Bu arada, İstanbul Emniyet Teşkilatı'nın istihbaratla ilgili kişileri görevlerinden alınıyor. Bir yandan da Hükûmet, derhâl bir kanun tasarısı hazırlayarak MİT Kanunu'nun 26'ncı maddesini kuvvetlendirecek bir formülü TBMM'den çıkarmaya çalışıyor.
Görüldüğü gibi, İstanbul Özel Yetkili Savcılığı'nın bu yanlış uygulaması, bir taraftan yasama, yürütme ve yargının önemli unsurlarını karşı karşıya getirirken, diğer taraftan devletin zarar görmesine sebep oluyor.
***
Bu krizden kimler çıkar sağlayabilirler? Türkiye dışından en büyük çıkarı sağlayacak ülke İsrail olarak görülüyor. Bu krizin çıkartılmasını tahrik eden İsrail-Mossad planı, bir yandan Başbakan'dan Davos'taki 'one minute'in intikamını alırken, bir yandan da MİT'in başında kendileri açısından tehlikeli gördükleri, gayretli ve vatansever bir devlet yetkilisini yıpratarak MİT'e darbe vurmaya çalışıyorlar.

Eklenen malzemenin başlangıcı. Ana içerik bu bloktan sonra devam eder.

pub(crate) mod clock;
pub(crate) mod core;
pub(crate) mod error;
pub(crate) mod math;
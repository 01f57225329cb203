//! Time-indexed kinematic recipes for the orbiting bodies.
//!
//! The timeline is cut into [`PHASE_DURATION_SECS`]-long phases. Each phase maps to one recipe
//! ([`motion_profile`]) and the active recipe is blended into the next one at the start of every
//! phase ([`blend_alpha`]). Phases 0 and 1 are intro recipes that the selection state machine
//! ([`PhaseState`], [`resolve_phase`]) never lets through: during the warm-up window they are
//! replaced by phase 7, afterwards by a rotation over phases 2..=7.

/// Length of one animation phase in seconds.
pub const PHASE_DURATION_SECS: f64 = 7.0;
/// Number of distinct phase indices produced by the raw timeline.
pub const PHASE_COUNT: u64 = 8;
/// End of the warm-up window (three phases).
pub const WARM_UP_SECS: f64 = 3.0 * PHASE_DURATION_SECS;

const FIRST_STEADY_PHASE: u32 = 2;
const STEADY_PHASE_COUNT: u32 = 6;
const LAST_PHASE: u32 = 7;
const BLEND_RAMP: f64 = 0.8;

/// Linear interpolation between two values.
pub trait Lerp: Sized {
    /// Interpolate from `a` (t = 0) to `b` (t = 1).
    fn lerp(a: &Self, b: &Self, t: f64) -> Self;
}

impl Lerp for f64 {
    fn lerp(a: &Self, b: &Self, t: f64) -> Self {
        a * (1.0 - t) + b * t
    }
}

/// Instantaneous kinematic recipe for one orbiting body.
#[derive(Clone, Copy, Debug, Default, PartialEq)]
pub struct MotionParams {
    /// Shared orbital spin, degrees per step before the spin rate factor.
    pub spin_speed: f64,
    /// Vertical offset added to the body position.
    pub vertical_displace: f64,
    /// Angular spacing between consecutive bodies on the ring, in degrees.
    pub angular_spacing: f64,
    /// Distance from the rotation axis.
    pub orbit_radius: f64,
}

impl MotionParams {
    const fn new(
        spin_speed: f64,
        vertical_displace: f64,
        angular_spacing: f64,
        orbit_radius: f64,
    ) -> Self {
        Self {
            spin_speed,
            vertical_displace,
            angular_spacing,
            orbit_radius,
        }
    }
}

impl Lerp for MotionParams {
    fn lerp(a: &Self, b: &Self, t: f64) -> Self {
        Self {
            spin_speed: f64::lerp(&a.spin_speed, &b.spin_speed, t),
            vertical_displace: f64::lerp(&a.vertical_displace, &b.vertical_displace, t),
            angular_spacing: f64::lerp(&a.angular_spacing, &b.angular_spacing, t),
            orbit_radius: f64::lerp(&a.orbit_radius, &b.orbit_radius, t),
        }
    }
}

/// Recipe for `phase` at time `t` for body `slot`.
///
/// Phases above 7 wrap into `2..=7`.
pub fn motion_profile(phase: u32, t: f64, slot: usize) -> MotionParams {
    let ts = t + slot as f64;
    match phase {
        0 | 1 => MotionParams::new(-5.0, 40.0, 0.0, 0.0),
        2 => MotionParams::new(-5.0, -60.0 - (t * 7.0).sin() * 95.0, 35.0, 150.0),
        3 => MotionParams::new(5.0, (ts * 0.5 * 13.0).sin() * 90.0 - 50.0, 16.0, 150.0),
        4 => {
            let u = ts * 0.125 * 13.5;
            let bounce = (u.sin() * 8.0 * u.cos() * 42.0).abs();
            MotionParams::new(5.0, 80.0 - bounce - 50.0, 20.0, 150.0)
        }
        5 => MotionParams::new(5.0, wobble(ts), 20.0, 150.0),
        6 => MotionParams::new(-7.0, wobble(ts), 20.0, 150.0),
        7 => {
            let hop = ((t * 0.6 + slot as f64 * 0.05) * 1.75).sin() * 70.0;
            MotionParams::new(-8.0, 10.0 - hop.abs() * 2.3, 20.0, 150.0)
        }
        _ => motion_profile(
            FIRST_STEADY_PHASE + (phase - FIRST_STEADY_PHASE) % STEADY_PHASE_COUNT,
            t,
            slot,
        ),
    }
}

fn wobble(ts: f64) -> f64 {
    let u = ts * 0.25 * 13.5;
    u.sin() * 8.0 * u.cos() * 22.0 - 50.0
}

/// Componentwise blend of two recipes.
pub fn blend(a: &MotionParams, b: &MotionParams, alpha: f64) -> MotionParams {
    MotionParams::lerp(a, b, alpha)
}

/// Position of the current phase's transition ramp at `t`, in `[0, 1]`.
///
/// The ramp reaches 1 after `1 / BLEND_RAMP` seconds and holds for the rest of the phase.
pub fn blend_alpha(t: f64) -> f64 {
    let within = (t / PHASE_DURATION_SECS).fract().max(0.0);
    (within * PHASE_DURATION_SECS * BLEND_RAMP).min(1.0)
}

/// Phase index read directly off the timeline, before intro suppression.
pub fn raw_phase_index(t: f64) -> u32 {
    ((t / PHASE_DURATION_SECS).floor().max(0.0) as u64 % PHASE_COUNT) as u32
}

/// Phase selection state: a one-way latch from warm-up to steady.
#[derive(Clone, Copy, Debug, Default, PartialEq, Eq)]
pub enum PhaseState {
    /// First [`WARM_UP_SECS`] seconds; intro phases are shown as phase 7.
    #[default]
    WarmUp,
    /// Intro phases are remapped onto the steady rotation.
    Steady,
}

impl PhaseState {
    /// Next state at time `t`. Never returns to [`PhaseState::WarmUp`].
    pub fn advance(self, t: f64) -> Self {
        match self {
            Self::WarmUp if t > WARM_UP_SECS => Self::Steady,
            other => other,
        }
    }
}

/// Map a raw timeline index to the phase that is actually played.
pub fn resolve_phase(state: PhaseState, raw: u32, t: f64) -> u32 {
    if raw >= FIRST_STEADY_PHASE {
        return raw;
    }
    match state {
        PhaseState::WarmUp => LAST_PHASE,
        PhaseState::Steady => {
            let cycle = (t / PHASE_DURATION_SECS).floor().max(0.0) as u64;
            FIRST_STEADY_PHASE + (cycle % u64::from(STEADY_PHASE_COUNT)) as u32
        }
    }
}

/// Blended recipe for `slot` at `t`, along with the resolved phase index.
pub fn blended_motion(state: PhaseState, t: f64, slot: usize) -> (u32, MotionParams) {
    let phase = resolve_phase(state, raw_phase_index(t), t);
    let a = motion_profile(phase, t, slot);
    let b = motion_profile(phase + 1, t, slot);
    (phase, blend(&a, &b, blend_alpha(t)))
}

#[cfg(test)]
#[path = "../../tests/unit/animation/motion.rs"]
mod tests;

Bu durum, anlayabilenler için Türkiye Devleti'ne doğrudan zarar vermek demektir. Buna alet olanların, sebep oldukları olayı ciddî şekilde düşünmeleri gerekir.
***
Bu 'Devlet Krizi'nden en çok yararlanacak olan ikinci grup PKK, KCK gibi Türkiye'nin düşmanı terör çeteleriyle, onların uşaklığını yapan BDP gibi siyasî teşkilâtlardır. Zira güvenlik güçleri ve MİT, son dönemde terörle mücadelede gerçekleştirdikleri başarılı operasyonlarla terör örgütünü köşeye sıkıştırmış ve etkisiz hâle getirmeye başlamıştır. Kuyruğu kısılan terör örgütünün ve uzantılarının MİT'i ve güvenlik güçlerini yıpratmak için elinden geleni yapacağı ve zaman kazanmaya çalışacağı açıktır. Bu durumda, örgüt dış destekli istihbarat yardımlarına da dayanarak Devlet'i ve MİT'i yıpratmak için elinden geleni yapmaktadır. Diğer bir deyişle, bu krize sebebiyet verenler bilerek ya da bilmeyerek terör örgütünün ekmeğine yağ sürmektedirler.
***
Bu skandala sebebiyet veren unsurlar arasında, ne yazık ki devlet kurumları içindeki klikleşmenin ve çekişmenin de rolü bulunmaktadır. Dar görüşlü hâkimiyet hesapları ve iç politika spekülasyonlarının, bu nevi kuruluşlar arasında her dönemde var olan kronik çekişmelerin, son dönemde devletin üst yapısını krize sürükleyecek derecede etkili olması, üzücüdür.
Yılmaz Öztuna'ya rahmet
Türk Milleti, çok değerli bir gerçek aydınını kaybetti. Yılmaz Öztuna Beyefendi, onbinlerce sayfalık eseriyle Hakk'a yürüdü. Yılmaz Öztuna'yı anlatmak için satırlar değil, kitaplar gerekir. Türk tarihi, Türk musikîsi ve edebiyatı konusunda eşine az rastlanır bir uzmanlığa sahip olan merhum Öztuna, büyük Türk hükümdarı Abdülhamid Hân'ı bize tanıtan ve Hırka-i Saadet'te kesintisiz Kur'an okunması icraatının öncülüğünü yapan bir ilim ve gönül adamıydı. Bana bir sohbetimizde altı yaşından beri tarih ve musikî okuduğunu söylemişti
Sütunlara sığmayacak çok sayıda eserleri arasında on iki ciltlik meşhur Türkiye Tarihi'ni ve Türk Musikisî ansiklopedisini özellikle zikretmek istiyorum. Osmanlı Hanedanı'na da sahip çıkan Yılmaz Öztuna, millî bir mütefekkirimiz olarak tarihteki yerini aldı.
O'nu minnet, şükran ve rahmetle anıyoruz. Ruhu şâd olsun.